Quem és tu?
Quem és tu que não és alto nem baixo? Gordo nem magro? Quem és tu que não tens preferência por loiras ou por morenas, com olhos azuis ou negros? Quem és tu que não tem medo da morte nem da velocidade? Quem és tu que não se acanha com o escuro nem com o frio? Quem és tu que não teme a solidão nem mesmo a infelicidade? Na verdade quem és tu?
Quem és tu para viveres dentro de mim? Quem és tu para fazeres de mim narradora de uma história? Que direito tens tu de me aprisionar a ti? Tu que não sabes do que gostas, nem o que queres. Não és ninguém, não tens direitos nem privilégios sobre mim.
Se ainda vives em mim? Sim, vives como nunca ninguém viveu. Se te amei? Não te restam dúvidas enquanto a isso.
A vida apenas não permitiu este grande amor crescer. Porque assim o foi, eu não sei. É injusto, e por vezes considerei-a (não só a ela como também ás tuas decisões) cruel. Cruel para mim e para ti. E como todas as coisas impossíveis e injustas, uma dor, é tudo o que resta.
Certamente na tua busca, encontrarás outras parecidas comigo, mas mais próximas. O suficiente para te dizerem segredos ao ouvido, o suficiente para te abraçarem e para te fazerem sentir o quando vales. Mas sabes, elas serão apenas próximas. Por muito que te dêem a mão, por muitos abraços que te possam proporcionar, nenhuma alguma vez irá voar no teu íntimo, como eu voei, nem te conhecerão tão bem quanto eu te conheci.

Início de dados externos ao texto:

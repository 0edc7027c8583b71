//! CLI integration tests for the ctxvault command-line interface.
//!
//! Every test points `CTXVAULT_DATA_DIR` at its own temporary directory, so
//! the store files and logs never touch the real home directory.

use std::path::Path;

use assert_cmd::Command;
use predicates::prelude::*;
use tempfile::TempDir;

/// Get a command for the ctxvault binary bound to `data_dir`.
fn ctxvault(data_dir: &Path) -> Command {
    let mut cmd = Command::cargo_bin("ctxvault").unwrap();
    cmd.env_remove("CTXVAULT_CONFIG")
        .env_remove("CTXVAULT_DB_PATH")
        .env_remove("RUST_LOG")
        .env("CTXVAULT_DATA_DIR", data_dir)
        .env("CTXVAULT_DB_KIND", "document");
    cmd
}

fn stdout_json(cmd: &mut Command) -> serde_json::Value {
    let output = cmd.assert().success().get_output().stdout.clone();
    serde_json::from_slice(&output).expect("stdout should be JSON")
}

// ─────────────────────────────────────────────────────────────────────────────
// Help and Version Tests
// ─────────────────────────────────────────────────────────────────────────────

#[test]
fn test_help_lists_subcommands() {
    let dir = TempDir::new().unwrap();
    ctxvault(dir.path())
        .arg("--help")
        .assert()
        .success()
        .stdout(predicate::str::contains("add"))
        .stdout(predicate::str::contains("search"))
        .stdout(predicate::str::contains("agents"))
        .stdout(predicate::str::contains("migrate"))
        .stdout(predicate::str::contains("export"))
        .stdout(predicate::str::contains("config"));
}

#[test]
fn test_version_displays() {
    let dir = TempDir::new().unwrap();
    ctxvault(dir.path())
        .arg("--version")
        .assert()
        .success()
        .stdout(predicate::str::contains("ctxvault"));
}

#[test]
fn test_add_rejects_unknown_type() {
    let dir = TempDir::new().unwrap();
    ctxvault(dir.path())
        .args(["add", "some content", "--type", "memo"])
        .assert()
        .failure()
        .stderr(predicate::str::contains("memo"));
}

// ─────────────────────────────────────────────────────────────────────────────
// Store Lifecycle
// ─────────────────────────────────────────────────────────────────────────────

#[test]
fn test_init_creates_document_store() {
    let dir = TempDir::new().unwrap();
    let output = stdout_json(ctxvault(dir.path()).args(["init", "--json"]));

    assert_eq!(output["backend"], "document");
    assert_eq!(output["agents"], 3);
    assert_eq!(output["contexts"], 1);
    assert_eq!(output["healthy"], true);
    assert!(dir.path().join("context-db.json").exists());
}

#[test]
fn test_add_get_search_delete_flow() {
    let dir = TempDir::new().unwrap();

    let added = stdout_json(ctxvault(dir.path()).args([
        "add",
        "Use SQLite for the team store",
        "--project",
        "/repo",
        "--type",
        "decision",
        "--importance",
        "9",
        "--tag",
        "arch",
        "--json",
    ]));
    let id = added["id"].as_str().unwrap().to_string();
    assert!(!id.is_empty());

    let entry = stdout_json(ctxvault(dir.path()).args(["get", &id, "--json"]));
    assert_eq!(entry["projectPath"], "/repo");
    assert_eq!(entry["type"], "decision");
    assert_eq!(entry["importance"], 9);

    let hits = stdout_json(ctxvault(dir.path()).args([
        "search", "sqlite", "--project", "/repo", "--type", "decision", "--json",
    ]));
    let hits = hits.as_array().unwrap();
    assert_eq!(hits.len(), 1);
    assert_eq!(hits[0]["id"], id.as_str());

    ctxvault(dir.path())
        .args(["delete", &id])
        .assert()
        .success()
        .stdout(predicate::str::contains("Context deleted"));

    ctxvault(dir.path())
        .args(["get", &id])
        .assert()
        .failure()
        .stderr(predicate::str::contains("context not found"));
}

#[test]
fn test_search_human_output() {
    let dir = TempDir::new().unwrap();
    ctxvault(dir.path())
        .args(["add", "flaky integration test", "-t", "issue", "-p", "/repo"])
        .assert()
        .success();

    ctxvault(dir.path())
        .args(["search", "flaky"])
        .assert()
        .success()
        .stdout(predicate::str::contains("Contexts"))
        .stdout(predicate::str::contains("flaky integration test"));

    ctxvault(dir.path())
        .args(["search", "nothing-matches-this"])
        .assert()
        .success()
        .stdout(predicate::str::contains("No matching contexts"));
}

#[test]
fn test_add_rejects_out_of_range_importance() {
    let dir = TempDir::new().unwrap();
    ctxvault(dir.path())
        .args(["add", "too important", "--importance", "11"])
        .assert()
        .failure();
}

#[test]
fn test_stats_counts_by_type() {
    let dir = TempDir::new().unwrap();
    for content in ["first", "second"] {
        ctxvault(dir.path())
            .args(["add", content, "-t", "code", "-p", "/repo"])
            .assert()
            .success();
    }

    let stats = stdout_json(ctxvault(dir.path()).args(["stats", "--project", "/repo", "--json"]));
    assert_eq!(stats["totalContexts"], 2);
    assert_eq!(stats["byType"]["code"], 2);
}

// ─────────────────────────────────────────────────────────────────────────────
// Agents
// ─────────────────────────────────────────────────────────────────────────────

#[test]
fn test_agents_list_and_validate() {
    let dir = TempDir::new().unwrap();
    let agents = stdout_json(ctxvault(dir.path()).args(["agents", "list", "--json"]));
    assert_eq!(agents.as_array().unwrap().len(), 3);

    let report = stdout_json(ctxvault(dir.path()).args(["agents", "validate", "--json"]));
    assert_eq!(report["passed"], true);
}

#[test]
fn test_agents_add_and_delete_custom() {
    let dir = TempDir::new().unwrap();
    let added = stdout_json(ctxvault(dir.path()).args([
        "agents",
        "add",
        "Docs",
        "--description",
        "Writes documentation",
        "--specialization",
        "markdown",
        "--json",
    ]));
    let id = added["id"].as_str().unwrap().to_string();

    ctxvault(dir.path())
        .args(["agents", "add", "Docs", "--description", "Again"])
        .assert()
        .failure();

    ctxvault(dir.path())
        .args(["agents", "delete", &id])
        .assert()
        .success()
        .stdout(predicate::str::contains("Agent deleted"));
}

#[test]
fn test_seed_agents_cannot_be_deleted() {
    let dir = TempDir::new().unwrap();
    let agents = stdout_json(ctxvault(dir.path()).args(["agents", "list", "--json"]));
    let seed_id = agents[0]["id"].as_str().unwrap().to_string();

    ctxvault(dir.path())
        .args(["agents", "delete", &seed_id])
        .assert()
        .failure();
}

// ─────────────────────────────────────────────────────────────────────────────
// Migration and Transfer
// ─────────────────────────────────────────────────────────────────────────────

#[test]
fn test_migrate_runs_once() {
    let dir = TempDir::new().unwrap();
    let legacy = dir.path().join("contexts.json");
    std::fs::write(
        &legacy,
        r#"[{"id": "old-1", "projectPath": "/repo", "type": "decision",
             "content": "Use X", "timestamp": "2023-05-01T10:00:00Z", "importance": 8}]"#,
    )
    .unwrap();
    let legacy_arg = legacy.to_str().unwrap();

    let first = stdout_json(ctxvault(dir.path()).args(["migrate", "--legacy", legacy_arg, "--json"]));
    assert_eq!(first["status"], "migrated");
    assert_eq!(first["report"]["contextsMigrated"], 1);
    assert!(dir.path().join(".migration-complete").exists());

    let second =
        stdout_json(ctxvault(dir.path()).args(["migrate", "--legacy", legacy_arg, "--json"]));
    assert_eq!(second["status"], "already-completed");

    let entry = stdout_json(ctxvault(dir.path()).args(["get", "old-1", "--json"]));
    assert_eq!(entry["content"], "Use X");
}

#[test]
fn test_migrate_without_legacy_file() {
    let dir = TempDir::new().unwrap();
    let missing = dir.path().join("absent.json");
    let outcome = stdout_json(ctxvault(dir.path()).args([
        "migrate",
        "--legacy",
        missing.to_str().unwrap(),
        "--json",
    ]));
    assert_eq!(outcome["status"], "no-legacy-data");
}

#[test]
fn test_export_then_import_into_relational_store() {
    let source = TempDir::new().unwrap();
    let target = TempDir::new().unwrap();
    let snapshot = source.path().join("snapshot.json");

    let added = stdout_json(ctxvault(source.path()).args(["add", "exported entry", "--json"]));
    let id = added["id"].as_str().unwrap().to_string();

    ctxvault(source.path())
        .args(["export", "--output", snapshot.to_str().unwrap()])
        .assert()
        .success();
    assert!(snapshot.exists());

    ctxvault(target.path())
        .env("CTXVAULT_DB_KIND", "relational")
        .args(["import", snapshot.to_str().unwrap()])
        .assert()
        .success();

    let entry = stdout_json(
        ctxvault(target.path())
            .env("CTXVAULT_DB_KIND", "relational")
            .args(["get", &id, "--json"]),
    );
    assert_eq!(entry["content"], "exported entry");
    assert!(target.path().join("context.db").exists());
}

// ─────────────────────────────────────────────────────────────────────────────
// Configuration
// ─────────────────────────────────────────────────────────────────────────────

#[test]
fn test_config_check_reports_backend() {
    let dir = TempDir::new().unwrap();
    let output = stdout_json(
        ctxvault(dir.path())
            .env("CTXVAULT_DB_KIND", "hybrid")
            .args(["config", "check", "--json"]),
    );
    assert_eq!(output["valid"], true);
    assert_eq!(output["backend"], "hybrid");
    assert_eq!(output["storagePaths"].as_array().unwrap().len(), 2);
    assert!(!dir.path().join("context.db").exists());
}

#[test]
fn test_config_check_rejects_unknown_kind() {
    let dir = TempDir::new().unwrap();
    ctxvault(dir.path())
        .env("CTXVAULT_DB_KIND", "mongo")
        .args(["config", "check"])
        .assert()
        .failure()
        .stdout(predicate::str::contains("invalid"));
}

#[test]
fn test_config_file_selects_backend() {
    let dir = TempDir::new().unwrap();
    let config = dir.path().join("ctxvault.toml");
    let db_path = dir.path().join("store").join("context.db");
    std::fs::write(
        &config,
        format!(
            "kind = \"embedded-relational\"\n\n[relational]\npath = {:?}\n",
            db_path.to_str().unwrap()
        ),
    )
    .unwrap();

    let output = stdout_json(ctxvault(dir.path()).args([
        "--config",
        config.to_str().unwrap(),
        "init",
        "--json",
    ]));
    assert_eq!(output["backend"], "embedded-relational");
    assert!(db_path.exists());
}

É disso que o amor difere da paixão. Permito-nos espreitar a alma da pessoa amada. Enquanto que a paixão é algo fugaz momentânea. A paixão é apenas algo que nos cega num dado momento. Desaparece tão rapidamente como no momento em que a sentimos.

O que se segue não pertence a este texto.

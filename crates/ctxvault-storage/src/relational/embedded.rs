//! File round-tripping for the in-memory engine.
//!
//! The working database lives in memory. On connect the file's rows are
//! copied in through `ATTACH`; after every mutation the whole database is
//! written out with `VACUUM INTO` a temporary sibling, synced, and renamed
//! over the file. A mutation whose write-out fails is undone from a
//! [`snapshot`] taken before it ran.

use std::path::Path;
use std::time::Duration;

use rusqlite::backup::Backup;
use rusqlite::{Connection, params};
use tracing::{debug, info};

use crate::error::{Result, StorageError};
use crate::persist;

/// Tables copied from the file, with their column lists.
const COPIED_TABLES: [(&str, &str); 4] = [
    (
        "contexts",
        "id, project_path, type, content, timestamp, importance, tags",
    ),
    (
        "agents",
        "id, name, description, emoji, specializations, color, enabled, is_custom, prompt",
    ),
    ("meta", "key, value"),
    ("context_embeddings", "context_id, dimensions, embedding"),
];

/// Copy every row of the database file at `path` into `conn`.
///
/// `conn` must already carry the current schema. Tables absent from the
/// file are skipped. Returns the number of rows copied.
pub fn load_from_file(conn: &Connection, path: &Path) -> Result<usize> {
    let path_str = path.to_string_lossy();
    conn.execute("ATTACH DATABASE ?1 AS disk", params![path_str.as_ref()])?;

    let copied = copy_tables(conn);
    conn.execute_batch("DETACH DATABASE disk")?;
    let copied = copied?;

    info!(path = %path.display(), rows = copied, "Loaded embedded database");
    Ok(copied)
}

fn copy_tables(conn: &Connection) -> Result<usize> {
    let mut copied = 0;
    for (table, columns) in COPIED_TABLES {
        let present: i64 = conn.query_row(
            "SELECT COUNT(*) FROM disk.sqlite_master WHERE type = 'table' AND name = ?1",
            params![table],
            |row| row.get(0),
        )?;
        if present == 0 {
            debug!("Embedded file has no {} table", table);
            continue;
        }
        let sql = format!(
            "INSERT OR REPLACE INTO main.{table} ({columns}) SELECT {columns} FROM disk.{table}"
        );
        copied += conn.execute(&sql, [])?;
    }
    Ok(copied)
}

/// Serialize the whole in-memory database to `path` atomically.
pub fn persist_to_file(conn: &Connection, path: &Path) -> Result<()> {
    let temp = persist::temp_sibling(path);
    match std::fs::remove_file(&temp) {
        Ok(()) => {}
        Err(e) if e.kind() == std::io::ErrorKind::NotFound => {}
        Err(e) => return Err(StorageError::Io(e)),
    }

    let temp_str = temp.to_string_lossy();
    conn.execute("VACUUM INTO ?1", params![temp_str.as_ref()])?;
    std::fs::File::open(&temp)?.sync_all()?;
    std::fs::rename(&temp, path)?;

    debug!(path = %path.display(), "Persisted embedded database");
    Ok(())
}

const BACKUP_PAGES_PER_STEP: i32 = 1024;

/// Copy the whole database into a fresh in-memory connection.
pub fn snapshot(conn: &Connection) -> Result<Connection> {
    let mut copy = Connection::open_in_memory()?;
    Backup::new(conn, &mut copy)?.run_to_completion(BACKUP_PAGES_PER_STEP, Duration::ZERO, None)?;
    Ok(copy)
}

/// Overwrite `conn` with the contents of a [`snapshot`].
pub fn restore(conn: &mut Connection, snapshot: &Connection) -> Result<()> {
    Backup::new(snapshot, conn)?.run_to_completion(BACKUP_PAGES_PER_STEP, Duration::ZERO, None)?;
    debug!("Restored embedded database from snapshot");
    Ok(())
}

Sabes eu ainda espreito a tua alma. Tal como tu ocupas o meu coração. Talvez seja apenas doida e essa seja só por si razão suficiente para a nossa relação terminar.
A bem ou a mal, tive de interiorizar (a mal) que tudo o que começa acaba. Acaba porque apesar de começar não nos leva a lado nenhum! Sim, pode levar a um amargo na boca, a sensação de frio e de vazio, a uma angústia no peito. Ela dói e mói, fazendo-nos pensar se a vida tem mesmo algum sentido, ou se é apenas isto, este andar á toa e sem rumo.
Interiorizei também (a mal), a não perder tempo com causas perdidas. Gostava de pedir que voltasses, jurando-te que te faria feliz, mais do que alguma vez foste. Mas não posso, não enquanto nem a mim própria me consigo fazer feliz.
E hoje tenho um peso enorme na consciência, e um buraco sem fundo no coração por teres estado tão perto, para acabares agora tão distante.
Proximidade? Foi também uma ilusão e nós, ingénuos que fomos, deixámos-nos ir na doçura dela. Deixa então, que fique eu agora com os amargos na boca e te liberte.